Вообще-то у него уже была машина, но не инвалидная, а зелёная и с педалями. Он выезжал на ней в коридор и гнал до входной двери. Врезался. Потом заезжал в кухню, разворачивался, снова выезжал в коридор и ехал по направлению к ванной. Когда из комнаты вышел сосед и встал в коридоре, он, чтобы его объехать, несильно врезался в шкаф.

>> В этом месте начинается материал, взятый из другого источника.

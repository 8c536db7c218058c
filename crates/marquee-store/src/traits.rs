use async_trait::async_trait;
use chrono::{DateTime, Utc};
use marquee_models::{
    Boosts, Comment, DeviceId, Email, Movie, MovieDraft, MovieFlag, OtpRecord, Premiere, Rating,
    Stars, Ticket, TicketCode, WishlistItem,
};
use crate::StoreError;

pub type StoreResult<T> = Result<T, StoreError>;

/// Result of writing a device's rating
#[derive(Debug, Clone, Copy, PartialEq, Eq)]
pub enum UpsertOutcome {
    Inserted,
    Updated,
}

/// Result of the `used = false -> true` compare-and-set on a ticket
#[derive(Debug, Clone, PartialEq)]
pub enum RedeemOutcome {
    Redeemed(Ticket),
    AlreadyUsed,
    NotFound,
}

// Every write that other writes could race with is a single conditional
// operation here; callers never read-then-write to enforce uniqueness.

#[async_trait]
pub trait MovieStore: Send + Sync {
    async fn insert_movie(&self, movie: Movie) -> StoreResult<()>;
    async fn get_movie(&self, id: &str) -> StoreResult<Option<Movie>>;
    /// All movies, newest first
    async fn list_movies(&self) -> StoreResult<Vec<Movie>>;
    /// Replace editable fields, leaving counters and boosts untouched
    async fn update_movie_details(&self, id: &str, draft: MovieDraft) -> StoreResult<Movie>;
    async fn set_movie_flag(&self, id: &str, flag: MovieFlag, value: bool) -> StoreResult<Movie>;
    async fn set_movie_boosts(&self, id: &str, boosts: Boosts) -> StoreResult<Movie>;
    /// Removes the movie with its ratings, views and comments. Returns false if absent.
    async fn delete_movie(&self, id: &str) -> StoreResult<bool>;
}

#[async_trait]
pub trait RatingStore: Send + Sync {
    /// Insert or overwrite the single rating held by `device_id` for `movie_id`
    async fn upsert_rating(
        &self,
        movie_id: &str,
        device_id: &DeviceId,
        stars: Stars,
        now: DateTime<Utc>,
    ) -> StoreResult<UpsertOutcome>;
    async fn ratings_for_movie(&self, movie_id: &str) -> StoreResult<Vec<Rating>>;
    async fn count_ratings(&self) -> StoreResult<u64>;
}

#[async_trait]
pub trait ViewStore: Send + Sync {
    /// Insert the (movie, device) view if absent and bump `views_real` in the
    /// same step. Returns true when this call counted the view.
    async fn record_view_once(
        &self,
        movie_id: &str,
        device_id: &DeviceId,
        now: DateTime<Utc>,
    ) -> StoreResult<bool>;
}

#[async_trait]
pub trait CommentStore: Send + Sync {
    async fn insert_comment(&self, comment: Comment) -> StoreResult<()>;
    async fn get_comment(&self, id: &str) -> StoreResult<Option<Comment>>;
    async fn comments_for_movie(&self, movie_id: &str) -> StoreResult<Vec<Comment>>;
    /// Every comment across movies, newest first
    async fn list_comments(&self) -> StoreResult<Vec<Comment>>;
    async fn update_comment_text(&self, id: &str, text: String) -> StoreResult<Comment>;
    /// Deletes the comment and, for a top-level comment, its replies.
    /// Returns the number of removed comments.
    async fn delete_comment(&self, id: &str) -> StoreResult<usize>;
    async fn count_comments(&self) -> StoreResult<u64>;
}

#[async_trait]
pub trait OtpStore: Send + Sync {
    async fn insert_otp(&self, record: OtpRecord) -> StoreResult<()>;
    /// Records for `email` created at or after `since`, newest first
    async fn recent_otps(&self, email: &Email, since: DateTime<Utc>) -> StoreResult<Vec<OtpRecord>>;
    async fn find_otp(&self, email: &Email, code: &str) -> StoreResult<Option<OtpRecord>>;
    /// Count a failed guess against the newest record for `email`
    async fn bump_otp_attempts(&self, email: &Email) -> StoreResult<Option<u32>>;
    async fn delete_otp(&self, id: &str) -> StoreResult<bool>;
    async fn purge_expired_otps(&self, now: DateTime<Utc>) -> StoreResult<usize>;
}

#[async_trait]
pub trait PremiereStore: Send + Sync {
    async fn insert_premiere(&self, premiere: Premiere) -> StoreResult<()>;
    async fn get_premiere(&self, id: &str) -> StoreResult<Option<Premiere>>;
    /// All premieres, newest first
    async fn list_premieres(&self) -> StoreResult<Vec<Premiere>>;
}

#[async_trait]
pub trait TicketStore: Send + Sync {
    /// Returns false when the code already exists for the premiere
    async fn insert_ticket_if_absent(&self, ticket: Ticket) -> StoreResult<bool>;
    async fn count_tickets(&self, premiere_id: &str) -> StoreResult<u64>;
    /// Tickets of one premiere in creation order
    async fn list_tickets(&self, premiere_id: &str) -> StoreResult<Vec<Ticket>>;
    async fn redeem_ticket(
        &self,
        premiere_id: &str,
        code: &TicketCode,
        used_by: &str,
        now: DateTime<Utc>,
    ) -> StoreResult<RedeemOutcome>;
    /// Unconditional admin override of the used flag
    async fn set_ticket_used(
        &self,
        premiere_id: &str,
        code: &TicketCode,
        used: bool,
        now: DateTime<Utc>,
    ) -> StoreResult<Option<Ticket>>;
}

#[async_trait]
pub trait WishlistStore: Send + Sync {
    /// Returns false when the movie was already on the list
    async fn add_to_wishlist(&self, item: WishlistItem) -> StoreResult<bool>;
    async fn remove_from_wishlist(&self, user_id: &str, movie_id: &str) -> StoreResult<bool>;
    async fn wishlist_contains(&self, user_id: &str, movie_id: &str) -> StoreResult<bool>;
    /// Newest first
    async fn wishlist_for_user(&self, user_id: &str) -> StoreResult<Vec<WishlistItem>>;
}

/// Everything the services need from a document backend
pub trait Store:
    MovieStore
    + RatingStore
    + ViewStore
    + CommentStore
    + OtpStore
    + PremiereStore
    + TicketStore
    + WishlistStore
{
}

impl<T> Store for T where
    T: MovieStore
        + RatingStore
        + ViewStore
        + CommentStore
        + OtpStore
        + PremiereStore
        + TicketStore
        + WishlistStore
{
}
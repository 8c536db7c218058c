use axum::http::{header, HeaderMap};
use marquee_config::Config;

/// Attributes of the admin session cookie
#[derive(Debug, Clone)]
pub struct CookieSettings {
    pub name: String,
    pub max_age_secs: u64,
    pub secure: bool,
}

impl CookieSettings {
    pub fn from_config(config: &Config) -> Self {
        Self {
            name: config.auth.cookie_name.clone(),
            max_age_secs: config.auth.session_ttl_secs,
            secure: config.server.secure_cookies,
        }
    }

    fn build(&self, value: &str, max_age: u64) -> String {
        let mut cookie = format!(
            "{}={}; Path=/; HttpOnly; SameSite=Lax; Max-Age={}",
            self.name, value, max_age
        );
        if self.secure {
            cookie.push_str("; Secure");
        }
        cookie
    }

    /// `Set-Cookie` value carrying a fresh session token
    pub fn session(&self, token: &str) -> String {
        self.build(token, self.max_age_secs)
    }

    /// `Set-Cookie` value that makes the browser drop the session
    pub fn cleared(&self) -> String {
        self.build("", 0)
    }

    /// The session token from the request's `Cookie` headers, if any
    pub fn read<'a>(&self, headers: &'a HeaderMap) -> Option<&'a str> {
        headers
            .get_all(header::COOKIE)
            .iter()
            .filter_map(|value| value.to_str().ok())
            .flat_map(|value| value.split(';'))
            .filter_map(|pair| pair.trim().split_once('='))
            .find(|(name, _)| *name == self.name)
            .map(|(_, value)| value.trim())
            .filter(|value| !value.is_empty())
    }
}

#[cfg(test)]
mod tests {
    use super::*;
    use axum::http::HeaderValue;

    fn settings(secure: bool) -> CookieSettings {
        CookieSettings {
            name: "admin-session".to_string(),
            max_age_secs: 1800,
            secure,
        }
    }

    #[test]
    fn test_session_cookie_attributes() {
        let cookie = settings(true).session("a@b.com.abc");
        assert_eq!(
            cookie,
            "admin-session=a@b.com.abc; Path=/; HttpOnly; SameSite=Lax; Max-Age=1800; Secure"
        );
        assert!(!settings(false).session("t").contains("Secure"));
        assert!(settings(false).cleared().contains("Max-Age=0"));
    }

    #[test]
    fn test_read_finds_named_cookie() {
        let mut headers = HeaderMap::new();
        headers.insert(
            header::COOKIE,
            HeaderValue::from_static("theme=dark; admin-session=a@b.com.sig; other=1"),
        );
        assert_eq!(settings(true).read(&headers), Some("a@b.com.sig"));

        let mut empty = HeaderMap::new();
        empty.insert(header::COOKIE, HeaderValue::from_static("admin-session="));
        assert_eq!(settings(true).read(&empty), None);
        assert_eq!(settings(true).read(&HeaderMap::new()), None);
    }
}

— Авария? — спросил сосед. Иногда взрослые говорят так глупо, что не известно, как отвечать. Авария была бы, если б он действительно на соседа наехал, или если бы вся машина была всмятку. Но у этой машины очень крепкий корпус, он сделан специально, чтобы врезаться.
— Нет, — ответил он и поехал дальше, чтобы сосед ещё чего-нибудь не спросил.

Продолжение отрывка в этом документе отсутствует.